### INPUT DATA:
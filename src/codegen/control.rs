use super::data::input_value;
use crate::ast::{Block, Expression, Statement};
use crate::error::GenerationError;
use crate::graph::{Graph, Node, NodeId, NodeKind};
use ahash::AHashSet;

/// The node reached through the control output `port_name`, if it is linked.
pub(super) fn follow(graph: &Graph, node: &Node, port_name: &str) -> Option<NodeId> {
    let port = node.output(port_name).filter(|p| p.is_control())?;
    graph.outgoing_from(port.id()).next().map(|c| c.to.node)
}

/// Nodes on the current control path, in order, with constant-time membership.
#[derive(Debug, Default)]
pub(super) struct ControlPath {
    order: Vec<NodeId>,
    members: AHashSet<NodeId>,
}

impl ControlPath {
    pub(super) fn starting_at(node: NodeId) -> Self {
        let mut path = Self::default();
        path.order.push(node);
        path.members.insert(node);
        path
    }

    /// Adds `node`, failing if it is already on the path.
    fn enter(&mut self, node: NodeId) -> Result<(), GenerationError> {
        if !self.members.insert(node) {
            return Err(GenerationError::ControlCycle(node));
        }
        self.order.push(node);
        Ok(())
    }

    fn len(&self) -> usize {
        self.order.len()
    }

    fn truncate(&mut self, len: usize) {
        while self.order.len() > len {
            if let Some(node) = self.order.pop() {
                self.members.remove(&node);
            }
        }
    }
}

/// A straight run of statements being collected.
struct Chain {
    statements: Vec<Statement>,
    current: Option<NodeId>,
    /// Path length when the chain started; restored once it ends.
    mark: usize,
}

/// A branch whose arms are still being generated. The true arm is generated first.
struct PendingBranch {
    node: NodeId,
    condition: Expression,
    else_start: Option<NodeId>,
    then_branch: Option<Block>,
}

/// Emits the statements reachable from `start` along control connections.
///
/// Branch arms nest without native recursion: `chains` always holds one more
/// entry than `branches`, and each open branch owns the chain right above it.
pub(super) fn emit_chain(
    graph: &Graph,
    start: Option<NodeId>,
    path: &mut ControlPath,
    limit: Option<usize>,
) -> Result<Block, GenerationError> {
    let mut chains = vec![Chain {
        statements: Vec::new(),
        current: start,
        mark: path.len(),
    }];
    let mut branches: Vec<PendingBranch> = Vec::new();

    loop {
        let Some(chain) = chains.last_mut() else {
            return Ok(Block::default());
        };

        let Some(id) = chain.current else {
            let Some(finished) = chains.pop() else {
                return Ok(Block::default());
            };
            path.truncate(finished.mark);
            let block = Block::new(finished.statements);

            let Some(branch) = branches.last_mut() else {
                return Ok(block);
            };
            if branch.then_branch.is_none() {
                branch.then_branch = Some(block);
                chains.push(Chain {
                    statements: Vec::new(),
                    current: branch.else_start,
                    mark: path.len(),
                });
                continue;
            }

            let Some(branch) = branches.pop() else {
                return Ok(block);
            };
            let Some(parent) = chains.last_mut() else {
                return Ok(block);
            };
            parent.statements.push(Statement::If {
                node: branch.node,
                condition: branch.condition,
                then_branch: branch.then_branch.unwrap_or_default(),
                else_branch: block,
            });
            continue;
        };

        path.enter(id)?;
        let node = graph.node(id).ok_or(GenerationError::NodeNotFound(id))?;

        let step = match &node.kind {
            NodeKind::Print => {
                let value = input_value(graph, node, "value", limit)?;
                chain.statements.push(Statement::Print { node: id, value });
                Step::Continue(follow(graph, node, "exec"))
            }
            NodeKind::Delay => {
                let millis = input_value(graph, node, "millis", limit)?;
                chain.statements.push(Statement::Delay { node: id, millis });
                Step::Continue(follow(graph, node, "exec"))
            }
            NodeKind::Branch => Step::Open(PendingBranch {
                node: id,
                condition: input_value(graph, node, "condition", limit)?,
                else_start: follow(graph, node, "false"),
                then_branch: None,
            }),
            NodeKind::OnStart | NodeKind::Custom(_) => {
                log::warn!(
                    "Node #{} '{}' has no statement form, continuing through it",
                    id,
                    node.title
                );
                Step::Continue(follow(graph, node, "exec"))
            }
            NodeKind::Number { .. }
            | NodeKind::Text { .. }
            | NodeKind::Boolean { .. }
            | NodeKind::Add
            | NodeKind::Subtract
            | NodeKind::Multiply
            | NodeKind::Divide
            | NodeKind::Equals
            | NodeKind::GreaterThan
            | NodeKind::And
            | NodeKind::Or => Step::Continue(None),
        };

        match step {
            Step::Continue(next) => chain.current = next,
            Step::Open(branch) => {
                // Each arm terminates its own path; the branch node stays on it.
                chain.current = None;
                let then_start = follow(graph, node, "true");
                branches.push(branch);
                chains.push(Chain {
                    statements: Vec::new(),
                    current: then_start,
                    mark: path.len(),
                });
            }
        }
    }
}

enum Step {
    Continue(Option<NodeId>),
    Open(PendingBranch),
}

### TASK DESCRIPTION:
Repeat, word for word, the lines from the opening of the material through the line containing "port_name: &str) ->".

### RESPONSE BOX:
filename src/codegen/control.rs
use super::data::input_value;
use crate::ast::{Block, Expression, Statement};
use crate::error::GenerationError;
use crate::graph::{Graph, Node, NodeId, NodeKind};
use ahash::AHashSet;

/// The node reached through the control output `port_name`, if it is linked.
pub(super) fn follow(graph: &Graph, node: &Node, port_name: &str) -> Option<NodeId> {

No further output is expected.